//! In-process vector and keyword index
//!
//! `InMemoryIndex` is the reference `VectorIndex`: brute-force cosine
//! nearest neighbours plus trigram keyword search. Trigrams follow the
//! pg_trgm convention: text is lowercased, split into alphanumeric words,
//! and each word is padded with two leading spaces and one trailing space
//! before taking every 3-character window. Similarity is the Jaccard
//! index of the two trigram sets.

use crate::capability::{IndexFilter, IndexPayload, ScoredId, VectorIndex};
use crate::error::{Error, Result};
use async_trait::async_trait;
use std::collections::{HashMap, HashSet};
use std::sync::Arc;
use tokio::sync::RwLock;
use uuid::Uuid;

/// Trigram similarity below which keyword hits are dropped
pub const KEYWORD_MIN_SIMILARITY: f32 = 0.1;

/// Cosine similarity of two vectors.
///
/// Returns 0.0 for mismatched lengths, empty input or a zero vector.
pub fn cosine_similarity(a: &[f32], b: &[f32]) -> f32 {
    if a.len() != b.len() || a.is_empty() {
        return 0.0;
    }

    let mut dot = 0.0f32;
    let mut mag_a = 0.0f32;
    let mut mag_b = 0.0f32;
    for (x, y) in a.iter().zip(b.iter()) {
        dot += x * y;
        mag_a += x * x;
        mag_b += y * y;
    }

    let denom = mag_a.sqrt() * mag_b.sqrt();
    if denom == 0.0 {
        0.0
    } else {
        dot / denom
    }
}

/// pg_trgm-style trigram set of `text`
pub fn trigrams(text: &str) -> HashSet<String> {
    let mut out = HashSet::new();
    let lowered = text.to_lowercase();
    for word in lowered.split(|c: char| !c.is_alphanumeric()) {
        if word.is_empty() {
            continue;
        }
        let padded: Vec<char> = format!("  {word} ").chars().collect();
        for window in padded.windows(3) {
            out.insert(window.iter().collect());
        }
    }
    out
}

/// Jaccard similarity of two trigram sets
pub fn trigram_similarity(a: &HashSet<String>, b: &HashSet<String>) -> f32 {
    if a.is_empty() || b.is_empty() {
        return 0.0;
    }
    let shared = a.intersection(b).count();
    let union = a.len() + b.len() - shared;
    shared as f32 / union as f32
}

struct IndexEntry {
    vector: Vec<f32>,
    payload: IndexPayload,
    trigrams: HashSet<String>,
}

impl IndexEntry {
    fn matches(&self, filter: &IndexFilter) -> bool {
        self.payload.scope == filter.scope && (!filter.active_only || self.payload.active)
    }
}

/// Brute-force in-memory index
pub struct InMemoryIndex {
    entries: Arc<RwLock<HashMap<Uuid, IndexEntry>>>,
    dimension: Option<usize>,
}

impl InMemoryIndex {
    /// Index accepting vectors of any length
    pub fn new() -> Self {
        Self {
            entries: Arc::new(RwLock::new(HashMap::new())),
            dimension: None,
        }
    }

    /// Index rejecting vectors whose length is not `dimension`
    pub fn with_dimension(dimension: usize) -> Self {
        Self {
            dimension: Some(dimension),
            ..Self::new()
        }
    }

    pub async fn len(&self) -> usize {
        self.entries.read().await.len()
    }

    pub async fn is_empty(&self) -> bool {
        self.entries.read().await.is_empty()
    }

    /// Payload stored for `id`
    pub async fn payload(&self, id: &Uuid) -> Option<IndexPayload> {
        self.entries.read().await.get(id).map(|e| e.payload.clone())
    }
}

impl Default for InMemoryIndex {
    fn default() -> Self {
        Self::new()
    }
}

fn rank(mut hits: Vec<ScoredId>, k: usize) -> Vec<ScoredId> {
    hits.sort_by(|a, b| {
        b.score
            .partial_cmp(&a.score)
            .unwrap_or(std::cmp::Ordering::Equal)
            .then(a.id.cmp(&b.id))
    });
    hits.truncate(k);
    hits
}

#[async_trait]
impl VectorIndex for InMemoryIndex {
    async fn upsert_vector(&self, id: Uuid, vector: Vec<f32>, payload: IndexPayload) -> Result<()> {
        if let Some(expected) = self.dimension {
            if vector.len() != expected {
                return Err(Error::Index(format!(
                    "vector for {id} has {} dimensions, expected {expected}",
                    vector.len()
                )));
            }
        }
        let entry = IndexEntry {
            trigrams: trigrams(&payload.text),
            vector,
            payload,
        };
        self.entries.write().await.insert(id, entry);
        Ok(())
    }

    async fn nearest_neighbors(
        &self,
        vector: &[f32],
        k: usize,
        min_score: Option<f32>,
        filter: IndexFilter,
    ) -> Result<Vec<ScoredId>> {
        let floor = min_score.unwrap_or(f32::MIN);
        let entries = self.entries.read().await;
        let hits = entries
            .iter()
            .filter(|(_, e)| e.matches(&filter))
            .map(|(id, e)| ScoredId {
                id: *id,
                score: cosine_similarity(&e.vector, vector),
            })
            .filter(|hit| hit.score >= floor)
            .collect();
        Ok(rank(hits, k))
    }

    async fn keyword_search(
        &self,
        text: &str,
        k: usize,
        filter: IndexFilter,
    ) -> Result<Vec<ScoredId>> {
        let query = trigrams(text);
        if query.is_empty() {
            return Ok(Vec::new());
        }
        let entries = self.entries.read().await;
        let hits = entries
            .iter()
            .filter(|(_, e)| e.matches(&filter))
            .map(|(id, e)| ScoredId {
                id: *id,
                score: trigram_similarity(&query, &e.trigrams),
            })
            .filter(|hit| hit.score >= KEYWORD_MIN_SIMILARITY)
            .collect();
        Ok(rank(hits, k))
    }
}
══════════════════════════════
WHAT IS EXPECTED: Show every line from the entries that includes the word "text".

EXERCISE SOLUTION:
//! pg_trgm convention: text is lowercased, split into alphanumeric words,
/// pg_trgm-style trigram set of `text`
pub fn trigrams(text: &str) -> HashSet<String> {
    let lowered = text.to_lowercase();
            trigrams: trigrams(&payload.text),
        text: &str,
        let query = trigrams(text);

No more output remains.